==== Provided records ====
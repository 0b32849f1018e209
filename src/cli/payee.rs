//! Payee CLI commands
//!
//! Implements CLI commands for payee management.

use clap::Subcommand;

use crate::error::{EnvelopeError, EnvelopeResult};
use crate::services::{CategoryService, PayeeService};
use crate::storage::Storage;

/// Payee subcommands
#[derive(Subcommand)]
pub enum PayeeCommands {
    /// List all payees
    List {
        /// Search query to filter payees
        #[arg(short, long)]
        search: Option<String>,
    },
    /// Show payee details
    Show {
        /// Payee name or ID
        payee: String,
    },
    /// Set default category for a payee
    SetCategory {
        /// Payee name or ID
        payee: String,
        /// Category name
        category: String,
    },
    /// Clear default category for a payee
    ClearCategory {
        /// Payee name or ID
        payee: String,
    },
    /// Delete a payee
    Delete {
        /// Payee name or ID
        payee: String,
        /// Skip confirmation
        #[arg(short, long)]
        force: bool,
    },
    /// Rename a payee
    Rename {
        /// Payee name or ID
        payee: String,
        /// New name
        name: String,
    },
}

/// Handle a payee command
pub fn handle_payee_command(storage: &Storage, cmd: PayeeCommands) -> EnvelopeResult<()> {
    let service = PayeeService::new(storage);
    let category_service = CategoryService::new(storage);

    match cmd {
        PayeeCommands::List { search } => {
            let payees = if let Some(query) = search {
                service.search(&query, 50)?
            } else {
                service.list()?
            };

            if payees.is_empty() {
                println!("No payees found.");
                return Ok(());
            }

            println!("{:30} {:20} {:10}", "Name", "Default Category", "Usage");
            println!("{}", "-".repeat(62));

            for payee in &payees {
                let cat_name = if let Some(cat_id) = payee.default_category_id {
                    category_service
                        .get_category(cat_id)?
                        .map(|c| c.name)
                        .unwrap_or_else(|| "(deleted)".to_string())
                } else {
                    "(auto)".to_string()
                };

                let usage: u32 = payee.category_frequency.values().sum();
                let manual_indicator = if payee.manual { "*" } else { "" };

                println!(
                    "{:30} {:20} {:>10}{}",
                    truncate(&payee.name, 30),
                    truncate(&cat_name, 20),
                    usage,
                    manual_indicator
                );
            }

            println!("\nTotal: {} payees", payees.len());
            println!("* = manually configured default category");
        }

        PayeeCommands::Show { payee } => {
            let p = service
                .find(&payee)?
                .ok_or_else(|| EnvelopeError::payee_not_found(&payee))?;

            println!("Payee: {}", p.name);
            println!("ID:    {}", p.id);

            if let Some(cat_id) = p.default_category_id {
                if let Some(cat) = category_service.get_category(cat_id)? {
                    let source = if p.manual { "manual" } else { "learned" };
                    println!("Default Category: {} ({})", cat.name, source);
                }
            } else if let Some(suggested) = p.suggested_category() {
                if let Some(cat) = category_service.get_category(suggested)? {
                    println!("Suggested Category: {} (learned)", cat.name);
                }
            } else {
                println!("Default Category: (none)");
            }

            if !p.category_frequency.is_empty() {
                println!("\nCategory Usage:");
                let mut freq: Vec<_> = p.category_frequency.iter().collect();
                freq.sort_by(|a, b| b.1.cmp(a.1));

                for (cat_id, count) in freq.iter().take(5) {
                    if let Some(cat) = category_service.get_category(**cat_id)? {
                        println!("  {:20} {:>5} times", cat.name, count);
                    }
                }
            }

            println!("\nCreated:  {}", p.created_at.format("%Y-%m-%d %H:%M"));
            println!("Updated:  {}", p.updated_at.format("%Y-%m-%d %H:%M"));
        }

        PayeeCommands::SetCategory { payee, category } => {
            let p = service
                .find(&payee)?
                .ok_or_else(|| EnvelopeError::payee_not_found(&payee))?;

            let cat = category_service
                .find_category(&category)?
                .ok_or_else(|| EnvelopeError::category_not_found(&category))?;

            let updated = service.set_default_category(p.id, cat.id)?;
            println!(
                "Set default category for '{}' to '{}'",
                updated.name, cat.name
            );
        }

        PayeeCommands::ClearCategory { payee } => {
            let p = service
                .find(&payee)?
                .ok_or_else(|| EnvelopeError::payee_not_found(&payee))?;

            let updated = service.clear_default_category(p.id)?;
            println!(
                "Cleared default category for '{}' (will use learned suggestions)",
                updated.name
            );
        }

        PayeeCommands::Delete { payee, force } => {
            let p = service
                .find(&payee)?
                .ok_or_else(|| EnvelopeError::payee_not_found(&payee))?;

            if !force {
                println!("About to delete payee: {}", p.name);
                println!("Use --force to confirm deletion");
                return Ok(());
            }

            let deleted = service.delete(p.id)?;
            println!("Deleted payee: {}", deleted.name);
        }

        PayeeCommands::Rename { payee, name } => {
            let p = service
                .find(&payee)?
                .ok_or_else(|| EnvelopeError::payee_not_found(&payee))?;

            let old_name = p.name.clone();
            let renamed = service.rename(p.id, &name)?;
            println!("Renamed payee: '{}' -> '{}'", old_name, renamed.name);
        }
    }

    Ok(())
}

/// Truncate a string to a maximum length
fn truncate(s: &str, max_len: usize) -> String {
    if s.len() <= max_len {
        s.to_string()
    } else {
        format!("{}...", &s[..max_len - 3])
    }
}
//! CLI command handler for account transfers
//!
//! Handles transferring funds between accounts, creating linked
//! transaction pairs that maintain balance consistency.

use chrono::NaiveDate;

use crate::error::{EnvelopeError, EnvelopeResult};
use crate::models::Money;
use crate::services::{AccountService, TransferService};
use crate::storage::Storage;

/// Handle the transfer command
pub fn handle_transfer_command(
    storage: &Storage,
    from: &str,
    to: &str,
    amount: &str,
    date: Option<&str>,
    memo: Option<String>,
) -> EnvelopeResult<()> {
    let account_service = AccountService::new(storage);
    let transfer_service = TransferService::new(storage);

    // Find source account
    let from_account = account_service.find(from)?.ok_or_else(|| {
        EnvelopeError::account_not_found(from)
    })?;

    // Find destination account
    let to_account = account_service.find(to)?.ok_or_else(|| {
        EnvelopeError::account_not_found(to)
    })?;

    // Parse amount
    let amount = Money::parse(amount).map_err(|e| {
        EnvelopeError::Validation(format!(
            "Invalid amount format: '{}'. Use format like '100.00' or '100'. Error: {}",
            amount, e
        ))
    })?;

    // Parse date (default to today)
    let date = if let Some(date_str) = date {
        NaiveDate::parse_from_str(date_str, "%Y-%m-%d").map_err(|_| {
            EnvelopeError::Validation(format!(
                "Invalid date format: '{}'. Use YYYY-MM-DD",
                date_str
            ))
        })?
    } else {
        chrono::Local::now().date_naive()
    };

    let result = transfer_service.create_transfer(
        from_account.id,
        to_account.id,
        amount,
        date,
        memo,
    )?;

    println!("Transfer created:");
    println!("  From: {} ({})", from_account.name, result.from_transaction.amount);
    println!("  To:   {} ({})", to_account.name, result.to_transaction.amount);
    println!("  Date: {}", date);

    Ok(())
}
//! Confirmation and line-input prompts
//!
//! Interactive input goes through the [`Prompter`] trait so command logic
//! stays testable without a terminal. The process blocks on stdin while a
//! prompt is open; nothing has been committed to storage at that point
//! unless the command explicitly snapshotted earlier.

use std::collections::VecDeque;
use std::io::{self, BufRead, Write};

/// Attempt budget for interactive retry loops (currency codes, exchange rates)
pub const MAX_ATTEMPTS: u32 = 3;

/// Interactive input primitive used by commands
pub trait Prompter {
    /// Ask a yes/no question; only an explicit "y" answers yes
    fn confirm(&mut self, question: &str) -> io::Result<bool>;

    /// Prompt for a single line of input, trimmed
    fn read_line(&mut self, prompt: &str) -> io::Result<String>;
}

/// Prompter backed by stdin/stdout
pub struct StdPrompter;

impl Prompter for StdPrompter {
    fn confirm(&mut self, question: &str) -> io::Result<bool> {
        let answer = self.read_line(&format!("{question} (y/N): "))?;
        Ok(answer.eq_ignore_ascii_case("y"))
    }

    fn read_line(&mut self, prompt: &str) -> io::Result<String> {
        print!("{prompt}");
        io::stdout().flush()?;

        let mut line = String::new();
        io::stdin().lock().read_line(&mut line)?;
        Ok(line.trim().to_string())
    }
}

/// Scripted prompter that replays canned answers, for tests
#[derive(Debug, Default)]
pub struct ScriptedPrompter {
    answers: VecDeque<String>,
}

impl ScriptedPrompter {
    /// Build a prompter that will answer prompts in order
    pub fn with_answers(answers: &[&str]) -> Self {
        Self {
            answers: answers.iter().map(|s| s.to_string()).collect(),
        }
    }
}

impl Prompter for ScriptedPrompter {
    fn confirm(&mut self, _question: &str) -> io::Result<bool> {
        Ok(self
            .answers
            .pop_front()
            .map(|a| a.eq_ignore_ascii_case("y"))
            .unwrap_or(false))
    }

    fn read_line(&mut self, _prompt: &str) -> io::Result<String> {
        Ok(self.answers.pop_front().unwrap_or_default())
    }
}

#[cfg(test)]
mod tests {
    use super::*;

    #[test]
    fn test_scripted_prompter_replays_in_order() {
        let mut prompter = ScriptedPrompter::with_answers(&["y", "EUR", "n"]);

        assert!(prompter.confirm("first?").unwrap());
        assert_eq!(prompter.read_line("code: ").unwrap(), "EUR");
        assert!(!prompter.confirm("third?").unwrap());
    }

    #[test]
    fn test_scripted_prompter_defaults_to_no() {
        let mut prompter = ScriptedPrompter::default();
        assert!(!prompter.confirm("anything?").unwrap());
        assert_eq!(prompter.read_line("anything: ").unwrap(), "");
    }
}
====
**Task statement:** Filter the data for the string "renamed" and copy every line that has it.

**Answer for this exercise:**
            let renamed = service.rename(p.id, &name)?;
            println!("Renamed payee: '{}' -> '{}'", old_name, renamed.name);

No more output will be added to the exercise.